Again we need some context to understand why Abraham does not, in the face of all he has just heard, accept that God will do what God will do…
When Abraham and Lot prospered they decided to divide the land between them and the land that Lot settled in was the land with the cities of Sodom and Gomorrah within it.
That is when Abraham begins to argue with the Lord. He tries to negotiate with God - I know there’s a lot of bad people there God but if you find a few good ones would you not save the city just say if you found 40? God agrees, but then Abraham tries again - say if you found 35 would you save them, and God agrees and so it goes until in the end we know what Abraham wins from God is that Lot and his daughters will be saved from God’s destruction.
Whether that was a good thing or not is a story for another day but there are two things we can take away from this little passage today:
The first is that the journey of faith is not a smooth and easy ride, God’s purpose for us is something that even Abraham struggled with, bouncing between trust and doubt throughout his journey, but the key to Abraham’s happiness, and to ours, is to trust God.

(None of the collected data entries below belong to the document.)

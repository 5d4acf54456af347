//! Intrusion heuristics over a window of audit events
//!
//! Rules:
//! - failed logins across the tenant reaching the brute-force threshold
//! - permission denials for one user reaching the unauthorized threshold
//! - successful delete/export of secret data outside business hours
//!
//! Off-hours activity is flagged, never blocked.

use super::model::{ActionType, AuditEvent, SecurityThreat, Severity, ThreatType};
use crate::isolation::DataClassification;
use chrono::{DateTime, Datelike, FixedOffset, Offset, Timelike, Utc, Weekday};
use lexguard_common::{BusinessHours, DetectionConfig, TenantId};
use std::collections::{BTreeMap, BTreeSet};

/// Candidate threats for `events`, before de-duplication
pub(crate) fn detect(
    tenant_id: &TenantId,
    events: &[AuditEvent],
    config: &DetectionConfig,
    now: DateTime<Utc>,
) -> Vec<SecurityThreat> {
    let mut threats = Vec::new();
    threats.extend(brute_force(tenant_id, events, config, now));
    threats.extend(unauthorized_access(tenant_id, events, config, now));
    threats.extend(off_hours_activity(tenant_id, events, config, now));
    threats
}

fn brute_force(
    tenant_id: &TenantId,
    events: &[AuditEvent],
    config: &DetectionConfig,
    now: DateTime<Utc>,
) -> Option<SecurityThreat> {
    let failed: Vec<&AuditEvent> = events
        .iter()
        .filter(|e| e.action_type == ActionType::Login && !e.success)
        .collect();
    let threshold = config.brute_force_threshold.max(1);
    if failed.len() < threshold {
        return None;
    }

    let severity = if failed.len() >= threshold * 2 {
        Severity::Critical
    } else {
        Severity::High
    };
    let targeted: BTreeSet<String> = failed.iter().filter_map(|e| e.user_id.clone()).collect();

    tracing::warn!(tenant_id = %tenant_id, attempts = failed.len(), "Brute force login pattern detected");
    Some(
        SecurityThreat::new(
            tenant_id.clone(),
            ThreatType::BruteForceLogin,
            severity,
            format!(
                "{} failed login attempts in the last {} minutes",
                failed.len(),
                config.window_minutes
            ),
        )
        .resources(targeted.into_iter().collect())
        .detected_at(now),
    )
}

fn unauthorized_access(
    tenant_id: &TenantId,
    events: &[AuditEvent],
    config: &DetectionConfig,
    now: DateTime<Utc>,
) -> Vec<SecurityThreat> {
    let mut by_user: BTreeMap<&str, Vec<&AuditEvent>> = BTreeMap::new();
    for event in events {
        let denied = !event.success && event.error_code.map(|c| c.is_permission_denial()).unwrap_or(false);
        if let (true, Some(user)) = (denied, event.user_id.as_deref()) {
            by_user.entry(user).or_default().push(event);
        }
    }

    let threshold = config.unauthorized_threshold.max(1);
    by_user
        .into_iter()
        .filter(|(_, denials)| denials.len() >= threshold)
        .map(|(user, denials)| {
            let severity = if denials.len() >= threshold * 2 {
                Severity::High
            } else {
                Severity::Medium
            };
            tracing::warn!(tenant_id = %tenant_id, user_id = user, denials = denials.len(), "Repeated unauthorized access attempts");
            SecurityThreat::new(
                tenant_id.clone(),
                ThreatType::UnauthorizedAccessAttempt,
                severity,
                format!("{} denied access attempts by user {}", denials.len(), user),
            )
            .user(Some(user.to_string()))
            .ip(common_ip(&denials))
            .resources(resources(&denials))
            .detected_at(now)
        })
        .collect()
}

fn off_hours_activity(
    tenant_id: &TenantId,
    events: &[AuditEvent],
    config: &DetectionConfig,
    now: DateTime<Utc>,
) -> Vec<SecurityThreat> {
    let mut by_user: BTreeMap<Option<&str>, Vec<&AuditEvent>> = BTreeMap::new();
    for event in events.iter().filter(|e| {
        e.success
            && matches!(e.action_type, ActionType::Delete | ActionType::Export)
            && e.classification() == Some(DataClassification::Secret)
            && !within_business_hours(e.timestamp, &config.business_hours)
    }) {
        by_user.entry(event.user_id.as_deref()).or_default().push(event);
    }

    by_user
        .into_iter()
        .map(|(user, flagged)| {
            tracing::info!(tenant_id = %tenant_id, user_id = user.unwrap_or("unknown"), operations = flagged.len(), "Off-hours access to secret data");
            SecurityThreat::new(
                tenant_id.clone(),
                ThreatType::SuspiciousActivity,
                Severity::Medium,
                format!(
                    "{} delete/export operations on secret data outside business hours (low confidence)",
                    flagged.len()
                ),
            )
            .user(user.map(str::to_string))
            .ip(common_ip(&flagged))
            .resources(resources(&flagged))
            .detected_at(now)
        })
        .collect()
}

/// Whether `at` falls inside the configured working hours
pub fn within_business_hours(at: DateTime<Utc>, hours: &BusinessHours) -> bool {
    let offset = FixedOffset::east_opt(hours.utc_offset_minutes * 60).unwrap_or_else(|| Utc.fix());
    let local = at.with_timezone(&offset);
    if !hours.include_weekends && matches!(local.weekday(), Weekday::Sat | Weekday::Sun) {
        return false;
    }
    let hour = local.hour();
    hour >= hours.start_hour && hour < hours.end_hour
}

/// Source address shared by every event, if any
fn common_ip(events: &[&AuditEvent]) -> Option<String> {
    let first = events.first()?.ip_address.as_ref()?;
    events
        .iter()
        .all(|e| e.ip_address.as_ref() == Some(first))
        .then(|| first.clone())
}

fn resources(events: &[&AuditEvent]) -> Vec<String> {
    let set: BTreeSet<String> = events
        .iter()
        .filter_map(|e| match (&e.resource_type, &e.resource_id) {
            (Some(t), Some(id)) => Some(format!("{}:{}", t, id)),
            (Some(t), None) => Some(t.to_string()),
            _ => None,
        })
        .collect();
    set.into_iter().collect()
}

And the second is about our relationship with God. When we think of the Bible even on Bible Sunday it’s easy to think of a static set of words rather than living faith - but the words in this Book are not of the laws set in stone but of the journeys of the people of God and their living, breathing relationship with God, a relationship that is a two-way thing not just a set of demands from God imposed upon us.
Unlike Abraham we know this because in the Bible we have the full story of the living word of God, and we know that it is not just the story of the trust and love that God demands from us but of the God who trusts us so much that like Abraham he was prepared to sacrifice his son for us.
Jesus is the living breathing word of God.
The Bible is full of accounts of the journeys of our fellow pilgrims and all show us that life is a bumpy passage. But what we do have is the knowledge of the culmination of the love and trust of God, the living word, Jesus Christ whose trust was such that he went to the cross - he lived and died that we might know him resurrected through the pages of this book. In our Gospel today Jesus asked the scribes the question “Why do you think with evil in your hearts? For which is easier, to say, “Your sins are forgiven”, or to say, “Stand up and walk”?
There are many things in life, on our journey of faith that make us doubt the promise of God, when we hit life’s difficulties, when we want to give up and lie on a mat, or even times when we simply cannot get up any more, when we might feel like arguing or even being angry with God - and unlike the man in the Gospel we do not have the living Word of God standing in front of us commanding us to get up and walk- but these miracles for the fortunate few were simply signs of the power of God. What we have in this living book is the promise of the far harder truth - that through Jesus, the living Word, our sins are forgiven, we are the blessed people of God.
Even on the worst of days that is surely enough. Thanks be to God, Amen.